* Your goal:
What follows is a listing. Return every line of it exactly.

* Input material:

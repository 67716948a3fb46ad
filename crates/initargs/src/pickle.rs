//! Byte-stream and JSON encodings of reduced capturing objects.
//!
//! The binary format is an 8-byte magic header followed by the postcard encoding of a
//! [`Reduced`]. Loading decodes the reduced form and replays the constructor through
//! [`reconstruct`], so a payload can never bypass the type's own argument validation.

use std::any::Any;

use ahash::AHashMap;

use crate::{
    exception::{CaptureError, CaptureResult, ExcType},
    serializable::{Reduced, Serializable, reconstruct},
};

/// Magic header for init-args payloads.
const PICKLE_MAGIC: &[u8; 8] = b"INITARG1";

/// Serializes a capturing instance to bytes.
///
/// # Errors
/// Returns a `RuntimeError` if `value` never captured its arguments.
pub fn dumps<T: Serializable>(value: &T) -> CaptureResult<Vec<u8>> {
    let (_, reduced) = value.reduce()?;
    encode(&reduced)
}

/// Encodes a reduced form with the magic header.
///
/// # Errors
/// Returns an `UnpicklingError` if postcard fails to encode the payload.
pub fn encode(reduced: &Reduced) -> CaptureResult<Vec<u8>> {
    let encoded = postcard::to_allocvec(reduced)
        .map_err(|error| unpickling_error(format!("failed to serialize payload: {error}")))?;
    let mut out = Vec::with_capacity(PICKLE_MAGIC.len() + encoded.len());
    out.extend_from_slice(PICKLE_MAGIC);
    out.extend_from_slice(&encoded);
    Ok(out)
}

/// Checks the magic header and decodes the reduced form, without reconstructing.
///
/// # Errors
/// Returns an `UnpicklingError` if the header is missing or the payload is corrupted.
pub fn decode(data: &[u8]) -> CaptureResult<Reduced> {
    let Some(body) = data.strip_prefix(PICKLE_MAGIC.as_slice()) else {
        return Err(unpickling_error("invalid load key, not an init-args payload"));
    };
    postcard::from_bytes(body).map_err(|error| unpickling_error(format!("data was truncated or corrupted: {error}")))
}

/// Deserializes a `T` from bytes produced by [`dumps`].
///
/// # Errors
/// - `UnpicklingError` if the payload cannot be decoded
/// - `TypeError` if the payload holds a different type
/// - anything `T`'s constructor or `set_state` raises
pub fn loads<T: Serializable>(data: &[u8]) -> CaptureResult<T> {
    reconstruct(decode(data)?)
}

/// Serializes a capturing instance to a JSON string.
///
/// # Errors
/// Returns a `RuntimeError` if `value` never captured its arguments.
pub fn to_json<T: Serializable>(value: &T) -> CaptureResult<String> {
    let (_, reduced) = value.reduce()?;
    Ok(serde_json::to_string(&reduced)?)
}

/// Deserializes a `T` from a string produced by [`to_json`].
///
/// # Errors
/// See [`loads`].
pub fn from_json<T: Serializable>(json: &str) -> CaptureResult<T> {
    let reduced: Reduced = serde_json::from_str(json)?;
    reconstruct(reduced)
}

type Loader = fn(Reduced) -> CaptureResult<Box<dyn Any>>;

/// Dispatches reduced forms to the registered type with the matching name.
///
/// Used when the concrete type of a payload is not known statically. Results come back
/// type-erased; callers downcast them.
///
/// ```
/// # use initargs::Registry;
/// let registry = Registry::new();
/// let err = registry.loads(b"INITARG1\x07Unknown\x00\x00\x00").unwrap_err();
/// assert_eq!(err.to_string(), "TypeError: cannot reconstruct unknown type 'Unknown'");
/// ```
#[derive(Debug, Default)]
pub struct Registry {
    loaders: AHashMap<&'static str, Loader>,
}

impl Registry {
    /// Creates an empty registry.
    #[must_use]
    pub fn new() -> Self {
        Self::default()
    }

    /// Registers `T` under its [`Serializable::TYPE_NAME`], replacing any earlier registration.
    pub fn register<T: Serializable + 'static>(&mut self) -> &mut Self {
        self.loaders.insert(T::TYPE_NAME, load_boxed::<T>);
        self
    }

    /// Whether a type is registered under `type_name`.
    #[must_use]
    pub fn contains(&self, type_name: &str) -> bool {
        self.loaders.contains_key(type_name)
    }

    /// Rebuilds whatever type `reduced` names.
    ///
    /// # Errors
    /// - `TypeError` if no type is registered under the reduced type name
    /// - anything the type's constructor or `set_state` raises
    pub fn reconstruct(&self, reduced: Reduced) -> CaptureResult<Box<dyn Any>> {
        let Some(loader) = self.loaders.get(reduced.type_name.as_str()) else {
            return Err(CaptureError::new(
                ExcType::TypeError,
                format!("cannot reconstruct unknown type '{}'", reduced.type_name),
            ));
        };
        loader(reduced)
    }

    /// Decodes bytes produced by [`dumps`] and rebuilds whatever type they name.
    ///
    /// # Errors
    /// See [`decode`] and [`Registry::reconstruct`].
    pub fn loads(&self, data: &[u8]) -> CaptureResult<Box<dyn Any>> {
        self.reconstruct(decode(data)?)
    }
}

fn load_boxed<T: Serializable + 'static>(reduced: Reduced) -> CaptureResult<Box<dyn Any>> {
    Ok(Box::new(reconstruct::<T>(reduced)?))
}

fn unpickling_error(message: impl Into<String>) -> CaptureError {
    CaptureError::new(ExcType::UnpicklingError, message)
}

#[cfg(test)]
mod tests {
    use indexmap::IndexMap;

    use super::*;
    use crate::object::Object;

    #[test]
    fn encode_prefixes_magic() {
        let reduced = Reduced {
            type_name: "T".to_owned(),
            args: vec![Object::Int(1)],
            kwargs: IndexMap::new(),
            state: IndexMap::new(),
        };
        let bytes = encode(&reduced).unwrap();
        assert!(bytes.starts_with(b"INITARG1"));
        assert_eq!(decode(&bytes).unwrap(), reduced);
    }

    #[test]
    fn truncated_payload_is_unpickling_error() {
        let err = decode(b"INITARG1\x05").unwrap_err();
        assert_eq!(err.exc_type(), ExcType::UnpicklingError);
        assert!(err.message().starts_with("data was truncated or corrupted"));
    }
}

* Written answer:
repository 67716948a3fb46ad
filename crates/initargs/src/pickle.rs
//! Byte-stream and JSON encodings of reduced capturing objects.
//!
//! The binary format is an 8-byte magic header followed by the postcard encoding of a
//! [`Reduced`]. Loading decodes the reduced form and replays the constructor through
//! [`reconstruct`], so a payload can never bypass the type's own argument validation.

use std::any::Any;

use ahash::AHashMap;

use crate::{
    exception::{CaptureError, CaptureResult, ExcType},
    serializable::{Reduced, Serializable, reconstruct},
};

/// Magic header for init-args payloads.
const PICKLE_MAGIC: &[u8; 8] = b"INITARG1";

/// Serializes a capturing instance to bytes.
///
/// # Errors
/// Returns a `RuntimeError` if `value` never captured its arguments.
pub fn dumps<T: Serializable>(value: &T) -> CaptureResult<Vec<u8>> {
    let (_, reduced) = value.reduce()?;
    encode(&reduced)
}

/// Encodes a reduced form with the magic header.
///
/// # Errors
/// Returns an `UnpicklingError` if postcard fails to encode the payload.
pub fn encode(reduced: &Reduced) -> CaptureResult<Vec<u8>> {
    let encoded = postcard::to_allocvec(reduced)
        .map_err(|error| unpickling_error(format!("failed to serialize payload: {error}")))?;
    let mut out = Vec::with_capacity(PICKLE_MAGIC.len() + encoded.len());
    out.extend_from_slice(PICKLE_MAGIC);
    out.extend_from_slice(&encoded);
    Ok(out)
}

/// Checks the magic header and decodes the reduced form, without reconstructing.
///
/// # Errors
/// Returns an `UnpicklingError` if the header is missing or the payload is corrupted.
pub fn decode(data: &[u8]) -> CaptureResult<Reduced> {
    let Some(body) = data.strip_prefix(PICKLE_MAGIC.as_slice()) else {
        return Err(unpickling_error("invalid load key, not an init-args payload"));
    };
    postcard::from_bytes(body).map_err(|error| unpickling_error(format!("data was truncated or corrupted: {error}")))
}

/// Deserializes a `T` from bytes produced by [`dumps`].
///
/// # Errors
/// - `UnpicklingError` if the payload cannot be decoded
/// - `TypeError` if the payload holds a different type
/// - anything `T`'s constructor or `set_state` raises
pub fn loads<T: Serializable>(data: &[u8]) -> CaptureResult<T> {
    reconstruct(decode(data)?)
}

/// Serializes a capturing instance to a JSON string.
///
/// # Errors
/// Returns a `RuntimeError` if `value` never captured its arguments.
pub fn to_json<T: Serializable>(value: &T) -> CaptureResult<String> {
    let (_, reduced) = value.reduce()?;
    Ok(serde_json::to_string(&reduced)?)
}

/// Deserializes a `T` from a string produced by [`to_json`].
///
/// # Errors
/// See [`loads`].
pub fn from_json<T: Serializable>(json: &str) -> CaptureResult<T> {
    let reduced: Reduced = serde_json::from_str(json)?;
    reconstruct(reduced)
}

type Loader = fn(Reduced) -> CaptureResult<Box<dyn Any>>;

/// Dispatches reduced forms to the registered type with the matching name.
///
/// Used when the concrete type of a payload is not known statically. Results come back
/// type-erased; callers downcast them.
///
/// ```
/// # use initargs::Registry;
/// let registry = Registry::new();
/// let err = registry.loads(b"INITARG1\x07Unknown\x00\x00\x00").unwrap_err();
/// assert_eq!(err.to_string(), "TypeError: cannot reconstruct unknown type 'Unknown'");
/// ```
#[derive(Debug, Default)]
pub struct Registry {
    loaders: AHashMap<&'static str, Loader>,
}

impl Registry {
    /// Creates an empty registry.
    #[must_use]
    pub fn new() -> Self {
        Self::default()
    }

    /// Registers `T` under its [`Serializable::TYPE_NAME`], replacing any earlier registration.
    pub fn register<T: Serializable + 'static>(&mut self) -> &mut Self {
        self.loaders.insert(T::TYPE_NAME, load_boxed::<T>);
        self
    }

    /// Whether a type is registered under `type_name`.
    #[must_use]
    pub fn contains(&self, type_name: &str) -> bool {
        self.loaders.contains_key(type_name)
    }

    /// Rebuilds whatever type `reduced` names.
    ///
    /// # Errors
    /// - `TypeError` if no type is registered under the reduced type name
    /// - anything the type's constructor or `set_state` raises
    pub fn reconstruct(&self, reduced: Reduced) -> CaptureResult<Box<dyn Any>> {
        let Some(loader) = self.loaders.get(reduced.type_name.as_str()) else {
            return Err(CaptureError::new(
                ExcType::TypeError,
                format!("cannot reconstruct unknown type '{}'", reduced.type_name),
            ));
        };
        loader(reduced)
    }

    /// Decodes bytes produced by [`dumps`] and rebuilds whatever type they name.
    ///
    /// # Errors
    /// See [`decode`] and [`Registry::reconstruct`].
    pub fn loads(&self, data: &[u8]) -> CaptureResult<Box<dyn Any>> {
        self.reconstruct(decode(data)?)
    }
}

fn load_boxed<T: Serializable + 'static>(reduced: Reduced) -> CaptureResult<Box<dyn Any>> {
    Ok(Box::new(reconstruct::<T>(reduced)?))
}

fn unpickling_error(message: impl Into<String>) -> CaptureError {
    CaptureError::new(ExcType::UnpicklingError, message)
}

#[cfg(test)]
mod tests {
    use indexmap::IndexMap;

    use super::*;
    use crate::object::Object;

    #[test]
    fn encode_prefixes_magic() {
        let reduced = Reduced {
            type_name: "T".to_owned(),
            args: vec![Object::Int(1)],
            kwargs: IndexMap::new(),
            state: IndexMap::new(),
        };
        let bytes = encode(&reduced).unwrap();
        assert!(bytes.starts_with(b"INITARG1"));
        assert_eq!(decode(&bytes).unwrap(), reduced);
    }

    #[test]
    fn truncated_payload_is_unpickling_error() {
        let err = decode(b"INITARG1\x05").unwrap_err();
        assert_eq!(err.exc_type(), ExcType::UnpicklingError);
        assert!(err.message().starts_with("data was truncated or corrupted"));
    }
}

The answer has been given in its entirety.